I consider to use Polly to create policy to log exception and rethrow. I didn't find an existing method that allow it out of the box , but some options that I see are
Fallback
// Specify a substitute value or func, calling an action (e.g. for logging)
// if the fallback is invoked.
Policy.Handle<Whatever>()
.Fallback<UserAvatar>(UserAvatar.Blank,
onFallback: (exception, context) =>
{
_logger.Log(exception, context);
throw exception;
});
Question: is it ok to throw exception from Fallback?
Timeout
Policy.Timeout(1, T30meoutStrategy.Pessimistic,
(context, timespan, task) =>
{
// ContinueWith important!: the abandoned task may very well still be executing,
// when the caller times out on waiting for it!
task.ContinueWith(t =>
{
if (t.IsFaulted)
{
logger.Error(context,t.Exception);
throw exception;
}
});
}
Or Retry
Policy.Handle<DivideByZeroException>().Retry(0,
(exception, retryCount) =>
{
logger.Error(context,exception);
throw exception;
});
Question: is 0 retries supported?
Or KISS and write simple try/catch with throw by myself.
Which of these methods is better?

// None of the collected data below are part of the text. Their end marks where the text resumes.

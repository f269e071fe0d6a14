//! Integration tests for the HTTP API feature.

#![cfg(feature = "api")]

mod common;

use std::sync::Arc;

use axum::Router;
use axum::body::Body;
use axum::http::{Request, StatusCode, header};
use tower::util::ServiceExt;

use microgrid_sim::api::{AppState, router};
use microgrid_sim::config::AppConfig;
use microgrid_sim::scenario;

const BOUNDARY: &str = "integration-boundary";

fn build_app() -> Router {
    let config = AppConfig::from_toml_str(
        "[server]\ncors_origins = [\"https://grid.example.com\"]\nmax_upload_bytes = 65536\n",
    )
    .expect("config should parse");
    router(Arc::new(AppState::new(&config.server)))
}

async fn send(app: Router, req: Request<Body>) -> (StatusCode, serde_json::Value) {
    let resp = app.oneshot(req).await.unwrap();
    let status = resp.status();
    let body = axum::body::to_bytes(resp.into_body(), usize::MAX)
        .await
        .unwrap();
    (status, serde_json::from_slice(&body).unwrap())
}

fn json_post(uri: &str, body: &serde_json::Value) -> Request<Body> {
    Request::builder()
        .method("POST")
        .uri(uri)
        .header(header::CONTENT_TYPE, "application/json")
        .body(Body::from(body.to_string()))
        .unwrap()
}

fn csv_upload(uri: &str, field: &str, files: &[(&str, String)]) -> Request<Body> {
    let mut body = String::new();
    for (name, content) in files {
        body.push_str(&format!(
            "--{BOUNDARY}\r\nContent-Disposition: form-data; name=\"{field}\"; \
             filename=\"{name}\"\r\nContent-Type: text/csv\r\n\r\n{content}\r\n"
        ));
    }
    body.push_str(&format!("--{BOUNDARY}--\r\n"));
    Request::builder()
        .method("POST")
        .uri(uri)
        .header(
            header::CONTENT_TYPE,
            format!("multipart/form-data; boundary={BOUNDARY}"),
        )
        .body(Body::from(body))
        .unwrap()
}

fn profile_csv(time: &[String], power: &[f64]) -> String {
    let mut out = String::from("timestamp,power\n");
    for (t, p) in time.iter().zip(power) {
        out.push_str(&format!("{t},{p}\n"));
    }
    out
}

#[tokio::test]
async fn simulate_demo_request_over_http() {
    let request = serde_json::to_value(scenario::demo()).expect("serialize demo");
    let (status, json) = send(build_app(), json_post("/api/v1/simulate", &request)).await;

    assert_eq!(status, StatusCode::OK);
    assert_eq!(json["time"].as_array().map(Vec::len), Some(4));
    assert_eq!(json["grid_import_kw"], serde_json::json!([10.0, 10.0, 0.0, 0.0]));
    assert_eq!(json["batt_charge_kw"], serde_json::json!([0.0, 0.0, 10.0, 0.0]));
    assert_eq!(json["grid_export_kw"], serde_json::json!([0.0, 0.0, 0.0, 10.0]));
    assert_eq!(json["batt_soc_pct"], serde_json::json!([50.0, 50.0, 100.0, 100.0]));
    assert_eq!(json["step_minutes"], 30.0);

    let summary = &json["summary"];
    for key in [
        "total_demand_kwh",
        "total_renewables_kwh",
        "total_battery_charge_kwh",
        "total_battery_discharge_kwh",
        "total_unmet_kwh",
        "lolp",
        "lolp_pct",
        "total_cost",
        "total_co2_kg",
    ] {
        assert!(summary.get(key).is_some(), "summary missing {key}");
    }
    let cost = summary["cost_import"].as_f64().unwrap_or(f64::NAN);
    assert!((cost - 1.5).abs() < common::TOL);
}

#[tokio::test]
async fn uploaded_profiles_feed_a_simulation() {
    let time = common::timestamps(3, 60);
    let demand = profile_csv(&time, &[5.0, 6.0, 7.0]);
    let pv = profile_csv(&time, &[7.0, 2.0, 0.0]);

    let (status, uploaded) = send(
        build_app(),
        csv_upload(
            "/api/v1/upload-multiple",
            "files",
            &[("demand.csv", demand), ("pv.csv", pv)],
        ),
    )
    .await;
    assert_eq!(status, StatusCode::OK);

    let request = serde_json::json!({
        "time": uploaded["time"],
        "demand_kw": uploaded["profiles"]["demand.csv"],
        "generation": {"pv": uploaded["profiles"]["pv.csv"]},
        "config": {"grid": {"import_tariff_per_kwh": 0.1, "export_tariff_per_kwh": 0.05}}
    });
    let (status, json) = send(build_app(), json_post("/api/v1/simulate", &request)).await;

    assert_eq!(status, StatusCode::OK);
    assert_eq!(json["grid_export_kw"], serde_json::json!([2.0, 0.0, 0.0]));
    assert_eq!(json["grid_import_kw"], serde_json::json!([0.0, 4.0, 7.0]));
    let total_cost = json["summary"]["total_cost"].as_f64().unwrap_or(f64::NAN);
    assert!((total_cost - (1.1 - 0.1)).abs() < 1e-9);
}

#[tokio::test]
async fn single_upload_round_trips_profile() {
    let time = common::timestamps(2, 15);
    let csv = profile_csv(&time, &[1.25, 2.5]);
    let (status, json) = send(
        build_app(),
        csv_upload("/api/v1/upload", "file", &[("site.csv", csv)]),
    )
    .await;

    assert_eq!(status, StatusCode::OK);
    assert_eq!(json["time"][0], time[0].as_str());
    assert_eq!(json["power"], serde_json::json!([1.25, 2.5]));
}

#[tokio::test]
async fn invalid_config_reports_field() {
    let request = serde_json::json!({
        "time": ["2024-06-01T00:00:00"],
        "demand_kw": [1.0],
        "config": {"battery": {
            "capacity_kwh": 0.0,
            "charge_power_kw": 5.0,
            "discharge_power_kw": 5.0
        }}
    });
    let (status, json) = send(build_app(), json_post("/api/v1/simulate", &request)).await;

    assert_eq!(status, StatusCode::BAD_REQUEST);
    let detail = json["detail"].as_str().unwrap_or_default();
    assert!(detail.contains("config.battery.capacity_kwh"), "{detail}");
}

#[tokio::test]
async fn battery_and_generator_without_ratings_are_rejected() {
    let request = serde_json::json!({
        "time": ["2024-06-01T00:00:00", "2024-06-01T01:00:00"],
        "demand_kw": [4.0, 4.0],
        "config": {"battery": {}, "generator": {}}
    });
    let (status, json) = send(build_app(), json_post("/api/v1/simulate", &request)).await;

    assert!(status.is_client_error(), "unexpected status {status}");
    let detail = json["detail"].as_str().unwrap_or_default();
    assert!(detail.contains("capacity_kwh"), "{detail}");
    assert!(json.get("batt_discharge_kw").is_none());
}

#[tokio::test]
async fn upload_without_multipart_body_is_rejected() {
    let req = Request::builder()
        .method("POST")
        .uri("/api/v1/upload")
        .header(header::CONTENT_TYPE, "application/json")
        .body(Body::from("{}"))
        .unwrap();
    let (status, json) = send(build_app(), req).await;

    assert!(status.is_client_error(), "unexpected status {status}");
    assert!(json["detail"].as_str().is_some_and(|d| !d.is_empty()));
}

#[tokio::test]
async fn non_csv_in_multi_upload_is_rejected() {
    let (status, json) = send(
        build_app(),
        csv_upload(
            "/api/v1/upload-multiple",
            "files",
            &[
                ("a.csv", "timestamp,power\nt0,1\n".to_string()),
                ("b.json", "{}".to_string()),
            ],
        ),
    )
    .await;

    assert_eq!(status, StatusCode::BAD_REQUEST);
    assert_eq!(json["detail"], "File must be a CSV");
}

#[tokio::test]
async fn empty_request_returns_empty_columns() {
    let request = serde_json::json!({"time": [], "demand_kw": []});
    let (status, json) = send(build_app(), json_post("/api/v1/simulate", &request)).await;

    assert_eq!(status, StatusCode::OK);
    assert_eq!(json["demand_kw"], serde_json::json!([]));
    assert_eq!(json["summary"]["lolp"], 0.0);
    assert_eq!(json["summary"]["total_cost"], 0.0);
}
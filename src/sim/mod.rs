/// Interval duration resolution.
pub mod clock;
pub mod dispatch;
pub mod engine;
/// Per-interval energy conservation checks.
pub mod power_balance;
/// Demand and renewable series alignment.
pub mod series;
pub mod summary;
pub mod types;

pub use engine::{Engine, SimulationOutcome, simulate};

What are your recommendation?
If you do not already have Polly in the mix, try/catch would seem simplest.
If you already have Polly in the mix, FallbackPolicy
can safely be re-purposed in the way you suggest. The onFallback
delegate and fallback action or value are not governed by the .Handle<>()
clauses of the Policy, so you can safely rethrow an exception from within the onFallback
delegate.
Policy<UserAvatar>.Handle<Whatever>()
.Fallback<UserAvatar>(UserAvatar.Blank,
onFallback: (exception, context) =>
{
_logger.Log(exception, context);
throw exception;
});
The approach your question outlines with TimeoutPolicy
would only capture exceptions thrown by delegates the caller had earlier walked away from due to timeout, and only in TimeoutMode.Pessimistic
; not all exceptions.
The approach your question outlines with .Retry(0, ...)

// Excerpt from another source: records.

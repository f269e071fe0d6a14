use crate::sim::types::{GridConfig, GridPriority};

/// Point of common coupling with the utility grid.
///
/// Import and export are gated independently and each may carry a power
/// cap; an absent cap is unbounded.
#[derive(Debug, Clone, PartialEq)]
pub struct GridConnection {
    pub allow_import: bool,
    pub allow_export: bool,
    pub import_tariff_per_kwh: f64,
    pub export_tariff_per_kwh: f64,
    pub import_limit_kw: Option<f64>,
    pub export_limit_kw: Option<f64>,
    /// Whether import is tried before or after the generator in a deficit.
    pub priority: GridPriority,
}

impl GridConnection {
    pub fn from_config(cfg: &GridConfig) -> Self {
        Self {
            allow_import: cfg.allow_import,
            allow_export: cfg.allow_export,
            import_tariff_per_kwh: cfg.import_tariff_per_kwh,
            export_tariff_per_kwh: cfg.export_tariff_per_kwh,
            import_limit_kw: cfg.import_limit_kw,
            export_limit_kw: cfg.export_limit_kw,
            priority: cfg.priority,
        }
    }

    /// Import power granted for a given need (kW).
    pub fn import_kw(&self, need_kw: f64) -> f64 {
        if !self.allow_import || need_kw <= 0.0 {
            return 0.0;
        }
        need_kw.min(self.import_limit_kw.unwrap_or(need_kw))
    }

    /// Export power accepted for a given excess (kW).
    pub fn export_kw(&self, excess_kw: f64) -> f64 {
        if !self.allow_export || excess_kw <= 0.0 {
            return 0.0;
        }
        excess_kw.min(self.export_limit_kw.unwrap_or(excess_kw))
    }
}
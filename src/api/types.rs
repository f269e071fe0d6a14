//! API request, response, and error types.
//!
//! Simulation results are returned column-wise: one array per flow, aligned
//! index-by-index with `time`.

use std::collections::BTreeMap;

use axum::Json;
use axum::extract::multipart::{MultipartError, MultipartRejection};
use axum::extract::rejection::JsonRejection;
use axum::http::StatusCode;
use axum::response::{IntoResponse, Response};
use serde::Serialize;
use thiserror::Error;

use crate::error::SimError;
use crate::io::ProfileError;
use crate::sim::SimulationOutcome;
use crate::sim::summary::SimulationSummary;
use crate::sim::types::IntervalResult;

/// Liveness response for `GET /`.
#[derive(Debug, Serialize)]
pub struct StatusResponse {
    pub message: &'static str,
}

/// Several uploaded profiles sharing the first file's timestamps.
#[derive(Debug, Serialize)]
pub struct MultipleProfilesResponse {
    /// Timestamps of the first uploaded file.
    pub time: Vec<String>,
    /// Power series keyed by filename.
    pub profiles: BTreeMap<String, Vec<f64>>,
}

/// Column-wise simulation result.
#[derive(Debug, Serialize)]
pub struct SimulationResponse {
    pub time: Vec<String>,
    pub demand_kw: Vec<f64>,
    pub pv_kw: Vec<f64>,
    pub wind_kw: Vec<f64>,
    pub other_kw: Vec<f64>,
    pub renewables_kw: Vec<f64>,
    pub batt_charge_kw: Vec<f64>,
    pub batt_discharge_kw: Vec<f64>,
    pub batt_soc_pct: Vec<f64>,
    pub generator_kw: Vec<f64>,
    pub grid_import_kw: Vec<f64>,
    pub grid_export_kw: Vec<f64>,
    pub unmet_kw: Vec<f64>,
    pub curtailed_kw: Vec<f64>,
    pub step_minutes: f64,
    pub summary: SimulationSummary,
}

impl From<SimulationOutcome> for SimulationResponse {
    fn from(outcome: SimulationOutcome) -> Self {
        let r = &outcome.intervals;
        let column = |f: fn(&IntervalResult) -> f64| -> Vec<f64> {
            r.iter().map(f).collect()
        };
        Self {
            demand_kw: column(|i| i.demand_kw),
            pv_kw: column(|i| i.pv_kw),
            wind_kw: column(|i| i.wind_kw),
            other_kw: column(|i| i.other_kw),
            renewables_kw: column(|i| i.renewables_kw),
            batt_charge_kw: column(|i| i.charge_kw),
            batt_discharge_kw: column(|i| i.discharge_kw),
            batt_soc_pct: column(|i| i.soc_pct),
            generator_kw: column(|i| i.generator_kw),
            grid_import_kw: column(|i| i.import_kw),
            grid_export_kw: column(|i| i.export_kw),
            unmet_kw: column(|i| i.unmet_kw),
            curtailed_kw: column(|i| i.curtailed_kw),
            step_minutes: outcome.step_minutes,
            time: outcome.time,
            summary: outcome.summary,
        }
    }
}

/// Error response body.
#[derive(Debug, Serialize)]
pub struct ErrorResponse {
    /// Human-readable error message.
    pub detail: String,
}

/// Failures surfaced to API clients.
#[derive(Debug, Error)]
pub enum ApiError {
    #[error("File must be a CSV")]
    NotCsv,

    #[error("Error processing CSV file: {0}")]
    Profile(#[from] ProfileError),

    #[error("missing multipart field `{0}`")]
    MissingField(&'static str),

    #[error("{0}")]
    Simulation(#[from] SimError),

    /// Request body the extractors could not accept.
    #[error("{detail}")]
    Rejected { status: StatusCode, detail: String },
}

impl ApiError {
    pub fn status(&self) -> StatusCode {
        match self {
            Self::Rejected { status, .. } => *status,
            _ => StatusCode::BAD_REQUEST,
        }
    }
}

impl From<JsonRejection> for ApiError {
    fn from(rejection: JsonRejection) -> Self {
        Self::Rejected {
            status: rejection.status(),
            detail: rejection.body_text(),
        }
    }
}

impl From<MultipartRejection> for ApiError {
    fn from(rejection: MultipartRejection) -> Self {
        Self::Rejected {
            status: rejection.status(),
            detail: rejection.body_text(),
        }
    }
}

impl From<MultipartError> for ApiError {
    fn from(err: MultipartError) -> Self {
        Self::Rejected {
            status: err.status(),
            detail: err.body_text(),
        }
    }
}

impl IntoResponse for ApiError {
    fn into_response(self) -> Response {
        let status = self.status();
        tracing::warn!(%status, error = %self, "request rejected");
        (
            status,
            Json(ErrorResponse {
                detail: self.to_string(),
            }),
        )
            .into_response()
    }
}

#[cfg(test)]
mod tests {
    use super::*;

    #[test]
    fn simulation_response_maps_columns() {
        let outcome = SimulationOutcome {
            time: vec!["a".into(), "b".into()],
            step_minutes: 30.0,
            intervals: vec![
                IntervalResult {
                    timestep: 0,
                    demand_kw: 3.0,
                    charge_kw: 1.5,
                    soc_pct: 60.0,
                    import_kw: 2.0,
                    ..IntervalResult::default()
                },
                IntervalResult {
                    timestep: 1,
                    demand_kw: 4.0,
                    discharge_kw: 2.5,
                    export_kw: 0.5,
                    ..IntervalResult::default()
                },
            ],
            summary: SimulationSummary::default(),
        };
        let resp = SimulationResponse::from(outcome);

        assert_eq!(resp.time, vec!["a", "b"]);
        assert_eq!(resp.demand_kw, vec![3.0, 4.0]);
        assert_eq!(resp.batt_charge_kw, vec![1.5, 0.0]);
        assert_eq!(resp.batt_discharge_kw, vec![0.0, 2.5]);
        assert_eq!(resp.batt_soc_pct, vec![60.0, 0.0]);
        assert_eq!(resp.grid_import_kw, vec![2.0, 0.0]);
        assert_eq!(resp.grid_export_kw, vec![0.0, 0.5]);
        assert_eq!(resp.step_minutes, 30.0);
    }

    #[test]
    fn csv_errors_carry_prefix() {
        let err = ApiError::from(ProfileError::MissingColumn("power"));
        assert_eq!(err.status(), StatusCode::BAD_REQUEST);
        assert!(err.to_string().starts_with("Error processing CSV file: "));
    }

    #[test]
    fn simulation_errors_pass_message_through() {
        let err = ApiError::from(SimError::LengthMismatch {
            expected: 2,
            actual: 1,
        });
        assert_eq!(
            err.to_string(),
            "Length of demand_kw (1) must match length of time (2)"
        );
    }
}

would not work. If no retries are specified, the onRetry
delegate would not be invoked.
To avoid the untidiness of repurposing FallbackPolicy
, you could also code your own LogThenRethrowPolicy
, within Polly's structures. This commit (which added the simple NoOpPolicy
) exemplifies the minimum necessary to add a new policy. You could add an implementation similar to NoOpPolicy
but just try { } catch { /* log; rethrow */ }
EDIT January 2019: Polly.Contrib now also contains a Polly.Contrib.LoggingPolicy which can help with this.